(Collected data entries)

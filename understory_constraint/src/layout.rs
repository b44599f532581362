// Copyright 2025 the Understory Authors
// SPDX-License-Identifier: Apache-2.0 OR MIT

//! The solve set: items, attached constraints and the solver that ties them together.

use alloc::vec::Vec;

use kurbo::{Rect, Size};
use smallvec::SmallVec;
use tracing::{debug, trace};

use crate::constraint::{Constraint, ConstraintId, ConstraintState};
use crate::error::{ConflictError, ConstraintError, FormatParseError};
use crate::expr::Expression;
use crate::format::{FormatBindings, FormatContext, FormatOptions};
use crate::items::{ItemProps, ItemTable};
use crate::simplex::Solver;
use crate::types::{Axis, ItemId, LayoutAttribute, LayoutDirection, PerAxis, Priority, Relation};

/// Tolerance used when reporting whether a constraint holds.
const SATISFIED_TOLERANCE: f64 = 1.0e-6;

/// Weight bonus for earlier constraints, so equal priorities resolve in insertion order.
const INSERTION_ORDER_BIAS: f64 = 0.5;

/// Configuration of one solve set.
#[derive(Copy, Clone, Debug, PartialEq)]
pub struct LayoutConfig {
    /// How leading and trailing resolve.
    pub direction: LayoutDirection,
    /// Spacing of a bare `-` between two views in a visual format string.
    pub standard_sibling_spacing: f64,
    /// Spacing of a bare `-` between a view and a `|` edge.
    pub standard_superview_spacing: f64,
}

impl Default for LayoutConfig {
    fn default() -> Self {
        Self {
            direction: LayoutDirection::LeftToRight,
            standard_sibling_spacing: 8.0,
            standard_superview_spacing: 20.0,
        }
    }
}

/// Items whose frames changed in a [`ConstraintLayout::solve`].
#[derive(Clone, Debug, Default)]
pub struct SolveSummary {
    /// Items whose frame changed, in slot order.
    pub changed: Vec<ItemId>,
    /// Old and new frames of every changed item.
    pub dirty_rects: Vec<Rect>,
}

impl SolveSummary {
    /// Returns the union of all dirty rects.
    pub fn union_rect(&self) -> Option<Rect> {
        let mut it = self.dirty_rects.iter().copied();
        let first = it.next()?;
        Some(it.fold(first, |acc, r| acc.union(r)))
    }

    /// Whether nothing moved.
    pub fn is_empty(&self) -> bool {
        self.changed.is_empty()
    }
}

#[derive(Clone, Debug)]
struct ConstraintSlot {
    generation: u32,
    constraint: Constraint,
    /// `lhs - rhs` as attached, kept in sync with the constant.
    expression: Expression,
    implicit: bool,
}

/// A set of items and the constraints that position them.
///
/// Constraints are checked and folded into an incremental simplex tableau as
/// they are attached, so conflicts among required constraints surface from
/// [`ConstraintLayout::add_constraints`] rather than later. Frames only move
/// when [`ConstraintLayout::solve`] is called.
///
/// ## Example
///
/// ```rust
/// use kurbo::Rect;
/// use understory_constraint::{Constraint, ConstraintLayout, ItemProps, LayoutAttribute, Relation};
///
/// let mut layout = ConstraintLayout::new();
/// let root = layout.insert_item(None, ItemProps::default());
/// let child = layout.insert_item(Some(root), ItemProps::default());
///
/// layout
///     .add_constraints([
///         Constraint::constant(root, LayoutAttribute::Left, Relation::Equal, 0.0),
///         Constraint::constant(root, LayoutAttribute::Top, Relation::Equal, 0.0),
///         Constraint::constant(root, LayoutAttribute::Width, Relation::Equal, 200.0),
///         Constraint::constant(root, LayoutAttribute::Height, Relation::Equal, 100.0),
///         Constraint::equal(child, root, LayoutAttribute::Leading, 10.0),
///         Constraint::equal(child, root, LayoutAttribute::Trailing, -10.0),
///         Constraint::equal(child, root, LayoutAttribute::CenterY, 0.0),
///         Constraint::constant(child, LayoutAttribute::Height, Relation::Equal, 20.0),
///     ])
///     .unwrap();
///
/// layout.solve();
/// assert_eq!(layout.frame(child), Some(Rect::new(10.0, 40.0, 190.0, 60.0)));
/// ```
#[derive(Debug)]
pub struct ConstraintLayout {
    config: LayoutConfig,
    items: ItemTable,
    constraints: Vec<Option<ConstraintSlot>>,
    /// last generation per slot (persists across frees)
    constraint_generations: Vec<u32>,
    constraint_free: Vec<usize>,
    solver: Solver<ConstraintId>,
    next_sequence: u64,
}

impl Default for ConstraintLayout {
    fn default() -> Self {
        Self::with_config(LayoutConfig::default())
    }
}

:: Directions ::
Take every line above carrying "ConstraintId" and return it.

:: Your solution ::
use crate::constraint::{Constraint, ConstraintId, ConstraintState};
    solver: Solver<ConstraintId>,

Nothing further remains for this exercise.